• **Work item**: Please print the entries below exactly, from the line with "use std::fmt;" through the line with "Primitive or text.", including both of those lines and leaving out all others.

Data below:

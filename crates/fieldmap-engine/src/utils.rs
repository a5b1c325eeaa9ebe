//! Name normalization shared by the heuristics.

/// Splits a name into lowercase word tokens.
///
/// Separators (`_`, `-`, `.`, `/`, whitespace and any other punctuation)
/// break tokens, and so does a lower-to-upper case change (`finishTime`).
pub fn tokens(raw: &str) -> Vec<String> {
    let mut spaced = String::with_capacity(raw.len() + 4);
    let mut prev_lower = false;
    for ch in raw.trim().chars() {
        if ch.is_alphanumeric() {
            if prev_lower && ch.is_uppercase() {
                spaced.push(' ');
            }
            spaced.push(ch);
            prev_lower = ch.is_lowercase() || ch.is_ascii_digit();
        } else {
            spaced.push(' ');
            prev_lower = false;
        }
    }
    spaced
        .split_whitespace()
        .map(str::to_lowercase)
        .collect()
}

/// Lowercases and rejoins tokens with single spaces: `"Finish_Time"` → `"finish time"`.
pub fn normalize_text(raw: &str) -> String {
    tokens(raw).join(" ")
}

/// Lowercase alphanumerics only: `"Finish_Time"` → `"finishtime"`.
pub fn compact(raw: &str) -> String {
    raw.chars()
        .filter(|c| c.is_alphanumeric())
        .flat_map(char::to_lowercase)
        .collect()
}

/// Case-insensitive equality of trimmed names.
pub fn names_equal(a: &str, b: &str) -> bool {
    let (a, b) = (a.trim(), b.trim());
    !a.is_empty() && a.to_lowercase() == b.to_lowercase()
}

/// True when `term` occurs in `normalized` as a whole-word sequence.
///
/// Both arguments must already be normalized with [`normalize_text`].
pub fn contains_words(normalized: &str, term: &str) -> bool {
    if term.is_empty() {
        return false;
    }
    format!(" {normalized} ").contains(&format!(" {term} "))
}
//! Column-to-field mapping CLI.

use clap::{ColorChoice, Parser};
use fieldmap_cli::logging::{LogConfig, LogFormat, init_logging};
use std::io::{self, IsTerminal};
use tracing::level_filters::LevelFilter;

mod cli;
mod commands;

use crate::cli::{Cli, Command, LogFormatArg, LogLevelArg};
use crate::commands::{run_explain, run_map};

fn main() {
    let cli = Cli::parse();
    cli.color.write_global();
    let log_config = log_config_from_cli(&cli);
    if let Err(error) = init_logging(&log_config) {
        eprintln!("error: failed to initialize logging: {error}");
        std::process::exit(1);
    }
    let result = match &cli.command {
        Command::Map(args) => run_map(args),
        Command::Explain(args) => run_explain(args),
    };
    let exit_code = match result {
        Ok(()) => 0,
        Err(error) => {
            eprintln!("error: {error:#}");
            1
        }
    };
    std::process::exit(exit_code);
}

/// Build logging configuration from CLI flags with consistent precedence.
fn log_config_from_cli(cli: &Cli) -> LogConfig {
    let mut config = LogConfig {
        level_filter: cli.verbosity.tracing_level_filter(),
        ..LogConfig::default()
    };
    config.use_env_filter = !(cli.verbosity.is_present() || cli.log_level.is_some());
    if let Some(level) = cli.log_level {
        config.level_filter = match level {
            LogLevelArg::Error => LevelFilter::ERROR,
            LogLevelArg::Warn => LevelFilter::WARN,
            LogLevelArg::Info => LevelFilter::INFO,
            LogLevelArg::Debug => LevelFilter::DEBUG,
            LogLevelArg::Trace => LevelFilter::TRACE,
        };
    }
    config.format = match cli.log_format {
        LogFormatArg::Pretty => LogFormat::Pretty,
        LogFormatArg::Compact => LogFormat::Compact,
        LogFormatArg::Json => LogFormat::Json,
    };
    config.log_file = cli.log_file.clone();
    config.with_ansi = match cli.color.color {
        ColorChoice::Always => true,
        ColorChoice::Never => false,
        ColorChoice::Auto => cli.log_file.is_none() && io::stderr().is_terminal(),
    };
    config
}
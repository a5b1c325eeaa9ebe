//! Terminal rendering of mapping results.

use comfy_table::modifiers::{UTF8_ROUND_CORNERS, UTF8_SOLID_INNER_BORDERS};
use comfy_table::presets::{UTF8_FULL, UTF8_FULL_CONDENSED};
use comfy_table::{
    Attribute, Cell, CellAlignment, Color, ColumnConstraint, ContentArrangement, Table, Width,
};
use fieldmap_engine::{ColumnScore, ConfidenceLevel, ConfidenceThresholds, MappingOutcome};
use fieldmap_model::{Assignment, ConflictState, SummaryStats};

/// One row per source column, in input order.
pub fn assignment_table(outcome: &MappingOutcome, thresholds: &ConfidenceThresholds) -> Table {
    let mut table = Table::new();
    table.set_header(vec![
        header_cell("Column"),
        header_cell("Field"),
        header_cell("Confidence"),
        header_cell("Kind"),
        header_cell("Phase"),
        header_cell("Rationale"),
    ]);
    apply_assignment_table_style(&mut table);
    align_column(&mut table, 2, CellAlignment::Right);
    align_column(&mut table, 4, CellAlignment::Center);
    for entry in &outcome.assignments {
        table.add_row(vec![
            Cell::new(&entry.source_column)
                .fg(Color::Blue)
                .add_attribute(Attribute::Bold),
            field_cell(entry),
            confidence_cell(entry, thresholds),
            Cell::new(entry.kind),
            entry
                .phase
                .map_or_else(|| dim_cell("-"), |phase| Cell::new(phase.as_str())),
            Cell::new(&entry.rationale),
        ]);
    }
    table
}

/// Coverage and bucket counts.
pub fn summary_table(summary: &SummaryStats) -> Table {
    let mut table = Table::new();
    table.set_header(vec![header_cell("Metric"), header_cell("Value")]);
    apply_table_style(&mut table);
    align_column(&mut table, 1, CellAlignment::Right);
    let rows: [(&str, Cell); 9] = [
        ("Columns", Cell::new(summary.total_columns)),
        ("Mapped", Cell::new(summary.mapped).fg(Color::Green)),
        ("Unmapped", count_cell(summary.unmapped, Color::Yellow)),
        ("High confidence", Cell::new(summary.high_confidence)),
        ("Medium confidence", Cell::new(summary.medium_confidence)),
        ("Low confidence", count_cell(summary.low_confidence, Color::Yellow)),
        ("Forced", count_cell(summary.forced, Color::Yellow)),
        (
            "Unresolved conflicts",
            count_cell(summary.unresolved_conflicts, Color::Red),
        ),
        (
            "Mean confidence",
            Cell::new(format!("{:.2}", summary.mean_confidence)),
        ),
    ];
    for (label, value) in rows {
        table.add_row(vec![Cell::new(label), value]);
    }
    table.add_row(vec![
        Cell::new("Coverage")
            .fg(Color::Cyan)
            .add_attribute(Attribute::Bold),
        Cell::new(format!("{:.0}%", summary.coverage() * 100.0)).add_attribute(Attribute::Bold),
    ]);
    table
}

/// Per-strategy breakdown of one pair score.
pub fn explain_table(score: &ColumnScore) -> Table {
    let mut table = Table::new();
    table.set_header(vec![
        header_cell("Component"),
        header_cell("Value"),
        header_cell("Detail"),
    ]);
    apply_table_style(&mut table);
    align_column(&mut table, 1, CellAlignment::Right);
    for component in &score.explanation {
        let value = if component.kind.is_some() {
            format!("{:.3}", component.value)
        } else {
            format!("x{:.3}", component.value)
        };
        table.add_row(vec![
            Cell::new(component.name),
            Cell::new(value),
            Cell::new(&component.description),
        ]);
    }
    table.add_row(vec![
        Cell::new("Final")
            .fg(Color::Cyan)
            .add_attribute(Attribute::Bold),
        Cell::new(format!("{:.3}", score.confidence)).add_attribute(Attribute::Bold),
        Cell::new(score.kind),
    ]);
    table
}

pub fn print_outcome(outcome: &MappingOutcome, thresholds: &ConfidenceThresholds) {
    println!("{}", assignment_table(outcome, thresholds));
    println!();
    println!("{}", summary_table(&outcome.summary));
}

fn field_cell(entry: &Assignment) -> Cell {
    match (entry.target_name(), &entry.conflict) {
        (None, _) => dim_cell("(none)"),
        (Some(name), ConflictState::Unresolved) => {
            Cell::new(format!("{name} (conflict)")).fg(Color::Red)
        }
        (Some(name), ConflictState::Reassigned { previous }) => {
            Cell::new(format!("{name} (was {previous})")).fg(Color::Yellow)
        }
        (Some(name), ConflictState::None) => Cell::new(name),
    }
}

fn confidence_cell(entry: &Assignment, thresholds: &ConfidenceThresholds) -> Cell {
    let text = format!("{:.2}", entry.confidence);
    if !entry.is_mapped() {
        return dim_cell(text);
    }
    match thresholds.categorize(entry.confidence) {
        ConfidenceLevel::High => Cell::new(text).fg(Color::Green),
        ConfidenceLevel::Medium => Cell::new(text).fg(Color::Yellow),
        ConfidenceLevel::Low => Cell::new(text).fg(Color::Red),
    }
}

fn count_cell(count: usize, color: Color) -> Cell {
    if count > 0 {
        Cell::new(count).fg(color).add_attribute(Attribute::Bold)
    } else {
        dim_cell(count)
    }
}

fn apply_table_style(table: &mut Table) {
    table
        .load_preset(UTF8_FULL_CONDENSED)
        .apply_modifier(UTF8_ROUND_CORNERS)
        .set_content_arrangement(ContentArrangement::Dynamic)
        .set_width(120);
}

fn apply_assignment_table_style(table: &mut Table) {
    table
        .load_preset(UTF8_FULL)
        .apply_modifier(UTF8_ROUND_CORNERS)
        .apply_modifier(UTF8_SOLID_INNER_BORDERS)
        .set_content_arrangement(ContentArrangement::DynamicFullWidth)
        .set_width(160);
    table.set_constraints(vec![
        ColumnConstraint::UpperBoundary(Width::Percentage(20)),
        ColumnConstraint::UpperBoundary(Width::Percentage(20)),
        ColumnConstraint::LowerBoundary(Width::Fixed(10)),
        ColumnConstraint::LowerBoundary(Width::Fixed(8)),
        ColumnConstraint::LowerBoundary(Width::Fixed(9)),
        ColumnConstraint::UpperBoundary(Width::Percentage(45)),
    ]);
}

fn align_column(table: &mut Table, index: usize, alignment: CellAlignment) {
    if let Some(column) = table.column_mut(index) {
        column.set_cell_alignment(alignment);
    }
}

fn header_cell(label: &str) -> Cell {
    Cell::new(label)
        .fg(Color::Cyan)
        .add_attribute(Attribute::Bold)
}

fn dim_cell<T: ToString>(value: T) -> Cell {
    Cell::new(value).fg(Color::DarkGrey)
}
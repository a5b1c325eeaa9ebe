use thiserror::Error;

#[derive(Debug, Error, Clone, PartialEq, Eq)]
pub enum ModelError {
    #[error("unknown column type: {0}")]
    UnknownColumnType(String),
    #[error("unknown field category: {0}")]
    UnknownCategory(String),
    #[error("unknown match kind: {0}")]
    UnknownMatchKind(String),
    #[error("duplicate {kind} name '{name}' (names compare case-insensitively)")]
    DuplicateName { kind: &'static str, name: String },
    #[error("{kind} name must not be empty")]
    EmptyName { kind: &'static str },
}

pub type Result<T> = std::result::Result<T, ModelError>;
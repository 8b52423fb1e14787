//! Type descriptors: the per-type field layout the codec walks.
//!
//! A descriptor lists a type's instance fields in a fixed order; writer and
//! reader both follow that order, so it must not change between the two.

use std::collections::HashMap;
use std::fmt;
use std::sync::Arc;

use crate::primitive::{Primitive, PrimitiveKind};

/// Classification of a field, computed once per declared field type.
#[derive(Debug, Clone, PartialEq, Eq, Hash)]
pub enum FieldKind {
    /// Primitive or text.
    Scalar(PrimitiveKind),
    /// Array whose elements are of the inner kind.  Jagged and
    /// multi-dimensional data is an array of arrays.
    Array(Box<FieldKind>),
    /// Object of exactly the named type.
    Object(String),
    /// Object of any registered type; its type name travels with it.
    Dynamic,
}

impl FieldKind {
    pub fn of<T: Primitive>() -> Self {
        FieldKind::Scalar(T::KIND)
    }

    pub fn array(inner: FieldKind) -> Self {
        FieldKind::Array(Box::new(inner))
    }

    pub fn object(type_name: impl Into<String>) -> Self {
        FieldKind::Object(type_name.into())
    }

    pub fn is_reference(&self) -> bool {
        matches!(self, FieldKind::Object(_) | FieldKind::Dynamic)
    }
}

impl fmt::Display for FieldKind {
    fn fmt(&self, f: &mut fmt::Formatter<'_>) -> fmt::Result {
        match self {
            FieldKind::Scalar(k)  => f.write_str(k.name()),
            FieldKind::Array(k)   => write!(f, "[{k}]"),
            FieldKind::Object(n)  => f.write_str(n),
            FieldKind::Dynamic    => f.write_str("dynamic"),
        }
    }
}

#[derive(Debug, Clone, PartialEq, Eq)]
pub struct FieldDescriptor {
    pub name: String,
    pub kind: FieldKind,
}

#[derive(Debug, Clone, PartialEq, Eq)]
pub struct TypeDescriptor {
    name:   String,
    fields: Vec<FieldDescriptor>,
}

impl TypeDescriptor {
    pub fn new(name: impl Into<String>) -> Self {
        Self { name: name.into(), fields: Vec::new() }
    }

    /// Append a field.  Declaration order is wire order.
    pub fn field(mut self, name: impl Into<String>, kind: FieldKind) -> Self {
        self.fields.push(FieldDescriptor { name: name.into(), kind });
        self
    }

    pub fn name(&self) -> &str { &self.name }
    pub fn fields(&self) -> &[FieldDescriptor] { &self.fields }

    pub fn field_index(&self, name: &str) -> Option<usize> {
        self.fields.iter().position(|f| f.name == name)
    }

    /// Last path segment (`a::b::C` and `a.b.C` both give `C`).
    pub fn short_name(&self) -> &str {
        short_name(&self.name)
    }
}

fn short_name(name: &str) -> &str {
    let tail = name.rsplit("::").next().unwrap_or(name);
    tail.rsplit('.').next().unwrap_or(tail)
}

/// Catalogue of every type the codec may encounter.
#[derive(Debug, Clone, Default)]
pub struct TypeRegistry {
    types: HashMap<String, Arc<TypeDescriptor>>,
}

impl TypeRegistry {
    pub fn new() -> Self { Self::default() }

    /// Register (or replace) a descriptor under its full name.
    pub fn register(&mut self, descriptor: TypeDescriptor) {
        self.types.insert(descriptor.name.clone(), Arc::new(descriptor));
    }

    pub fn contains(&self, name: &str) -> bool {
        self.types.contains_key(name)
    }

    pub fn len(&self) -> usize { self.types.len() }
    pub fn is_empty(&self) -> bool { self.types.is_empty() }

    /// Exact lookup first, then a search by unqualified name.  The fallback
    /// only succeeds when exactly one registered type has that short name.
    pub fn resolve(&self, name: &str) -> Option<Arc<TypeDescriptor>> {
        if let Some(d) = self.types.get(name) {
            return Some(Arc::clone(d));
        }
        let wanted = short_name(name);
        let mut matches = self.types.values().filter(|d| d.short_name() == wanted);
        match (matches.next(), matches.next()) {
            (Some(d), None) => Some(Arc::clone(d)),
            _ => None,
        }
    }
}

#[cfg(test)]
mod tests {
    use super::*;

    #[test]
    fn resolve_falls_back_to_unique_short_name() {
        let mut reg = TypeRegistry::new();
        reg.register(TypeDescriptor::new("game::net::RotationPacket"));
        reg.register(TypeDescriptor::new("game::Vector"));
        reg.register(TypeDescriptor::new("math::Vector"));

        assert_eq!(reg.resolve("game::net::RotationPacket").unwrap().name(), "game::net::RotationPacket");
        assert_eq!(reg.resolve("Tester.RotationPacket").unwrap().name(), "game::net::RotationPacket");
        assert!(reg.resolve("Vector").is_none());
        assert!(reg.resolve("Missing").is_none());
    }

    #[test]
    fn descriptor_keeps_declaration_order() {
        let d = TypeDescriptor::new("P")
            .field("id", FieldKind::of::<i32>())
            .field("tags", FieldKind::array(FieldKind::of::<String>()))
            .field("next", FieldKind::object("P"));
        let names: Vec<&str> = d.fields().iter().map(|f| f.name.as_str()).collect();
        assert_eq!(names, ["id", "tags", "next"]);
        assert_eq!(d.field_index("next"), Some(2));
        assert_eq!(d.fields()[1].kind.to_string(), "[text]");
    }
}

End of Data.

• **Expected output**:
use std::fmt;
use std::sync::Arc;

use crate::primitive::{Primitive, PrimitiveKind};

/// Classification of a field, computed once per declared field type.
#[derive(Debug, Clone, PartialEq, Eq, Hash)]
pub enum FieldKind {
    /// Primitive or text.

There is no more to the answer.